TORONTO – A Donald Trump administration, combined with a Republican-controlled Senate and House of Representatives, could have reverberations that will be felt by the Canadian economy for years.
Here’s a look at what Trump’s victory could mean for various sectors of our economy:
Remember Keystone XL? Plans to build the 1,900-kilometre pipeline from Alberta to Nebraska were thwarted last year under U.S. President Barack Obama. But Trump’s win could breathe new life into the project at a time when Canada’s oilpatch needs it. Trump has said he would “absolutely approve it, 100 per cent.”

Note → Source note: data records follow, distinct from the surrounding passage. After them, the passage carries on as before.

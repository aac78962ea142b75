//! CLI argument definitions using clap derive macros.

use std::path::PathBuf;

use clap::{Args, Parser, Subcommand, ValueEnum};

/// Acquire and organize racing-sim setup files.
///
/// Downloads setups from subscription providers into the folder layout the
/// simulator expects, skipping files already held, and reorganizes setups
/// already on disk.
#[derive(Parser, Debug)]
#[command(name = "setup-downloader")]
#[command(author, version, about)]
pub struct Cli {
    /// Increase output verbosity (-v for debug, -vv for trace)
    #[arg(short, long, action = clap::ArgAction::Count, global = true)]
    pub verbose: u8,

    /// Suppress non-error output
    #[arg(short, long, global = true)]
    pub quiet: bool,

    /// Disable colored output
    #[arg(long, global = true)]
    pub no_color: bool,

    #[command(subcommand)]
    pub command: Command,
}

/// Top-level commands.
#[derive(Subcommand, Debug)]
pub enum Command {
    /// Download new and updated setups from a provider
    Download(DownloadArgs),
    /// List the setups a provider offers and where they would go
    List(ListArgs),
    /// Reorganize setup files already on disk
    Organize(OrganizeArgs),
    /// Resolve a track name against the catalog
    Resolve(ResolveArgs),
    /// Inspect configuration
    Config {
        #[command(subcommand)]
        command: ConfigCommand,
    },
}

/// Configuration subcommands.
#[derive(Subcommand, Debug, Clone, Copy)]
pub enum ConfigCommand {
    /// Print the effective configuration
    Show,
}

/// Supported providers.
#[derive(ValueEnum, Debug, Clone, Copy, PartialEq, Eq)]
pub enum ProviderName {
    /// GoFast subscription setups
    Gofast,
    /// Coach Dave Academy weekly bundles
    Cda,
    /// Track Titan setup library
    Tracktitan,
}

/// Arguments for `download`.
#[derive(Args, Debug, Clone)]
pub struct DownloadArgs {
    /// Provider to download from
    #[arg(value_enum)]
    pub provider: ProviderName,

    /// Provider credential: GoFast token, CDA session id or Track Titan access token
    /// (overrides the environment and the config file)
    #[arg(long)]
    pub token: Option<String>,

    /// Destination root (defaults to ~/Documents/iRacing/setups)
    #[arg(short, long)]
    pub output: Option<PathBuf>,

    /// Show what would be downloaded without fetching or writing anything
    #[arg(long)]
    pub dry_run: bool,

    /// Maximum concurrent downloads (1-20)
    #[arg(short = 'c', long, value_parser = clap::value_parser!(u8).range(1..=20))]
    pub concurrency: Option<u8>,

    /// Minimum pacing delay before each fetch, in milliseconds (max 60000)
    #[arg(long, value_parser = clap::value_parser!(u64).range(0..=60000))]
    pub min_delay: Option<u64>,

    /// Maximum pacing delay before each fetch, in milliseconds (max 60000)
    #[arg(long, value_parser = clap::value_parser!(u64).range(0..=60000))]
    pub max_delay: Option<u64>,

    /// Total fetch attempts per setup, including the first (1-10)
    #[arg(short = 'r', long, value_parser = clap::value_parser!(u8).range(1..=10))]
    pub max_retries: Option<u8>,

    /// Download at most this many setups
    #[arg(long, value_parser = clap::value_parser!(u64).range(1..))]
    pub limit: Option<u64>,
}

/// Arguments for `list`.
#[derive(Args, Debug, Clone)]
pub struct ListArgs {
    /// Provider to list
    #[arg(value_enum)]
    pub provider: ProviderName,

    /// Provider credential: GoFast token, CDA session id or Track Titan access token
    /// (overrides the environment and the config file)
    #[arg(long)]
    pub token: Option<String>,

    /// Destination root used to show target folders
    #[arg(short, long)]
    pub output: Option<PathBuf>,
}

/// Arguments for `organize`.
#[derive(Args, Debug, Clone)]
pub struct OrganizeArgs {
    /// Directory containing setup files, one folder per car
    pub source: PathBuf,

    /// Destination root (defaults to reorganizing in place)
    #[arg(short, long)]
    pub output: Option<PathBuf>,

    /// Show what would happen without touching any file
    #[arg(long)]
    pub dry_run: bool,

    /// Copy files instead of moving them
    #[arg(long)]
    pub copy: bool,

    /// Category hint for ambiguous tracks (GT3, oval, dirt_road, ...)
    #[arg(long)]
    pub category: Option<String>,
}

/// Arguments for `resolve`.
#[derive(Args, Debug, Clone)]
pub struct ResolveArgs {
    /// Track name as a provider or filename spells it
    pub name: String,

    /// Category hint (GT3, oval, dirt_road, ...)
    #[arg(long)]
    pub category: Option<String>,
}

Still, when considering Trump’s propensity for categorical statements, one should keep in mind the details. He has said he wants a greater cut of the profits, but hasn’t explained what that means. There is also TransCanada’s outstanding request for US$15 billion in damages after Obama’s rejection. Trump is also regarded as a friend of U.S. fossil fuels, on record as favouring oil and gas drilling on federal lands. That could stifle appetite for Canada’s oil and gas production.
Our largest trading partner will soon be led by someone who has committed to ripping up NAFTA if it isn’t renegotiated. Any country can withdraw from the free trade agreement with six months’ notice. And with Republican control of both the legislative and executive branches, Trump is better positioned than past presidents who’ve made similar threats.

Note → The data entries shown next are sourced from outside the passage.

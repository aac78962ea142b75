//! Source revision markers and their ordering.

use std::cmp::Ordering;
use std::fmt;
use std::sync::LazyLock;

use chrono::{DateTime, NaiveDate, NaiveDateTime, Utc};
use regex::Regex;

/// `25S4 W3`, `26S1W8`: two-digit year, season, week.
static SEASON_WEEK: LazyLock<Option<Regex>> =
    LazyLock::new(|| Regex::new(r"(?i)^(\d{2})\s*S\s*(\d+)\s*W\s*(\d+)$").ok());

const NAIVE_DATETIME_FORMATS: &[&str] = &[
    "%Y-%m-%dT%H:%M:%S%.f",
    "%Y-%m-%d %H:%M:%S%.f",
    "%Y-%m-%dT%H:%M:%S",
    "%Y-%m-%d %H:%M:%S",
];

/// A provider-supplied revision marker, parsed into a comparable form.
///
/// Markers of the same kind are totally ordered. Markers of different kinds,
/// or unrecognised markers, do not compare.
#[derive(Debug, Clone, PartialEq, Eq)]
pub enum RevisionMarker {
    /// RFC 3339 / ISO-8601 timestamp (naive values are taken as UTC).
    Timestamp(DateTime<Utc>),
    /// Integer seconds since the Unix epoch.
    Epoch(i64),
    /// Dotted numeric version, optional `v` prefix (`v1.2.10`).
    Version(Vec<u64>),
    /// Racing-season week (`25S4 W3`), ordered by year, season, then week.
    SeasonWeek(u32, u32, u32),
    /// Anything else.
    Unrecognized(String),
}

impl RevisionMarker {
    /// Parses a raw marker. Never fails; unknown shapes become
    /// [`RevisionMarker::Unrecognized`].
    #[must_use]
    pub fn parse(raw: &str) -> Self {
        let trimmed = raw.trim();
        if trimmed.is_empty() {
            return Self::Unrecognized(String::new());
        }

        if let Ok(ts) = DateTime::parse_from_rfc3339(trimmed) {
            return Self::Timestamp(ts.with_timezone(&Utc));
        }
        for format in NAIVE_DATETIME_FORMATS {
            if let Ok(naive) = NaiveDateTime::parse_from_str(trimmed, format) {
                return Self::Timestamp(naive.and_utc());
            }
        }
        if let Ok(date) = NaiveDate::parse_from_str(trimmed, "%Y-%m-%d")
            && let Some(midnight) = date.and_hms_opt(0, 0, 0)
        {
            return Self::Timestamp(midnight.and_utc());
        }

        if let Ok(epoch) = trimmed.parse::<i64>() {
            return Self::Epoch(epoch);
        }

        if let Some(caps) = SEASON_WEEK.as_ref().and_then(|re| re.captures(trimmed))
            && let (Ok(year), Ok(season), Ok(week)) =
                (caps[1].parse(), caps[2].parse(), caps[3].parse())
        {
            return Self::SeasonWeek(year, season, week);
        }

        let version = trimmed
            .strip_prefix('v')
            .or_else(|| trimmed.strip_prefix('V'))
            .unwrap_or(trimmed);
        if !version.is_empty() {
            let parts: Result<Vec<u64>, _> = version.split('.').map(str::parse::<u64>).collect();
            if let Ok(parts) = parts {
                return Self::Version(parts);
            }
        }

        Self::Unrecognized(trimmed.to_string())
    }

    /// Compares two markers of the same kind.
    ///
    /// Returns `None` across kinds or when either side is unrecognised.
    #[must_use]
    pub fn compare(&self, other: &Self) -> Option<Ordering> {
        match (self, other) {
            (Self::Timestamp(a), Self::Timestamp(b)) => Some(a.cmp(b)),
            (Self::Epoch(a), Self::Epoch(b)) => Some(a.cmp(b)),
            (Self::Version(a), Self::Version(b)) => Some(compare_versions(a, b)),
            (Self::SeasonWeek(ay, asn, aw), Self::SeasonWeek(by, bsn, bw)) => {
                Some((ay, asn, aw).cmp(&(by, bsn, bw)))
            }
            _ => None,
        }
    }

    /// Returns true when `self` (the recorded marker) is at least as new as
    /// `current`. Incomparable markers are never considered up to date.
    #[must_use]
    pub fn is_up_to_date_with(&self, current: &Self) -> bool {
        matches!(
            self.compare(current),
            Some(Ordering::Greater | Ordering::Equal)
        )
    }
}

impl fmt::Display for RevisionMarker {
    fn fmt(&self, f: &mut fmt::Formatter<'_>) -> fmt::Result {
        match self {
            Self::Timestamp(ts) => write!(f, "{}", ts.to_rfc3339()),
            Self::Epoch(epoch) => write!(f, "{epoch}"),
            Self::Version(parts) => {
                let joined: Vec<String> = parts.iter().map(u64::to_string).collect();
                write!(f, "v{}", joined.join("."))
            }
            Self::SeasonWeek(year, season, week) => write!(f, "{year:02}S{season} W{week}"),
            Self::Unrecognized(raw) => f.write_str(raw),
        }
    }
}

/// Compares versions component-wise, missing components counting as zero.
fn compare_versions(a: &[u64], b: &[u64]) -> Ordering {
    let len = a.len().max(b.len());
    for i in 0..len {
        let left = a.get(i).copied().unwrap_or(0);
        let right = b.get(i).copied().unwrap_or(0);
        match left.cmp(&right) {
            Ordering::Equal => {}
            other => return other,
        }
    }
    Ordering::Equal
}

But some say he could face resistance from legislators in states that have reaped the benefits of the deal. As former prime minister Brian Mulroney, the architect of NAFTA, recently told CTV’s Question Period, “You tear that up — my mother used to say, ‘You’re cutting off your nose to spite your face.'”

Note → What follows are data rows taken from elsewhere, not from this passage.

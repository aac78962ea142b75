//! Free-text category hints mapped onto catalog categories.

use crate::catalog::TrackCategory;

use super::normalize::normalize;

const ROAD_TAGS: &[&str] = &[
    "road", "gt3", "gt4", "gte", "lmp2", "lmp3", "gtp", "imsa", "wec", "tcr", "f4",
];
const OVAL_TAGS: &[&str] = &[
    "oval",
    "nascar",
    "arca",
    "indycar oval",
    "cup",
    "xfinity",
    "truck",
    "trucks",
];
const DIRT_OVAL_TAGS: &[&str] = &["dirt oval", "sprint car", "late model", "world of outlaws"];
const DIRT_ROAD_TAGS: &[&str] = &["dirt road", "rallycross", "rx"];

/// Interprets a category hint.
///
/// Accepts catalog category labels (`road`, `oval-racing`, ...) and common
/// series tags (`GT3`, `NASCAR`, ...). The whole hint is tried first, then
/// each word. `mixed` and unknown hints yield `None`.
#[must_use]
pub fn parse_category_hint(hint: &str) -> Option<TrackCategory> {
    if let Some(category) = TrackCategory::from_label(hint) {
        return (category != TrackCategory::Mixed).then_some(category);
    }

    let normalized = normalize(hint);
    if normalized.is_empty() {
        return None;
    }
    if let Some(category) = lookup_tag(&normalized) {
        return Some(category);
    }
    normalized.split(' ').find_map(lookup_tag)
}

fn lookup_tag(tag: &str) -> Option<TrackCategory> {
    if DIRT_OVAL_TAGS.contains(&tag) {
        Some(TrackCategory::DirtOval)
    } else if DIRT_ROAD_TAGS.contains(&tag) {
        Some(TrackCategory::DirtRoad)
    } else if OVAL_TAGS.contains(&tag) {
        Some(TrackCategory::Oval)
    } else if ROAD_TAGS.contains(&tag) {
        Some(TrackCategory::Road)
    } else {
        None
    }
}

#[cfg(test)]
mod tests {
    use super::*;

    #[test]
    fn test_parse_category_hint_labels() {
        assert_eq!(parse_category_hint("road-racing"), Some(TrackCategory::Road));
        assert_eq!(parse_category_hint("OVAL"), Some(TrackCategory::Oval));
        assert_eq!(parse_category_hint("mixed"), None);
    }

    #[test]
    fn test_parse_category_hint_series_tags() {
        assert_eq!(parse_category_hint("GT3"), Some(TrackCategory::Road));
        assert_eq!(parse_category_hint("NASCAR Cup Series"), Some(TrackCategory::Oval));
        assert_eq!(parse_category_hint("IndyCar Oval"), Some(TrackCategory::Oval));
        assert_eq!(parse_category_hint("Dirt Oval"), Some(TrackCategory::DirtOval));
    }

    #[test]
    fn test_parse_category_hint_unknown() {
        assert_eq!(parse_category_hint("formula vee"), None);
        assert_eq!(parse_category_hint(""), None);
    }
}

One of the first trade irritants that could test U.S.-Canadian relations is softwood lumber. A 10-year-old agreement that removed U.S. duties on Canadian softwood lumber expired last month. That paved the way for the possibility of steep taxes, which could result in layoffs throughout Canada’s forestry sector.
Trump can expect to face pressure from the U.S. lumber lobby to implement such duties. In an era of rising protectionism, he may be emboldened to oblige.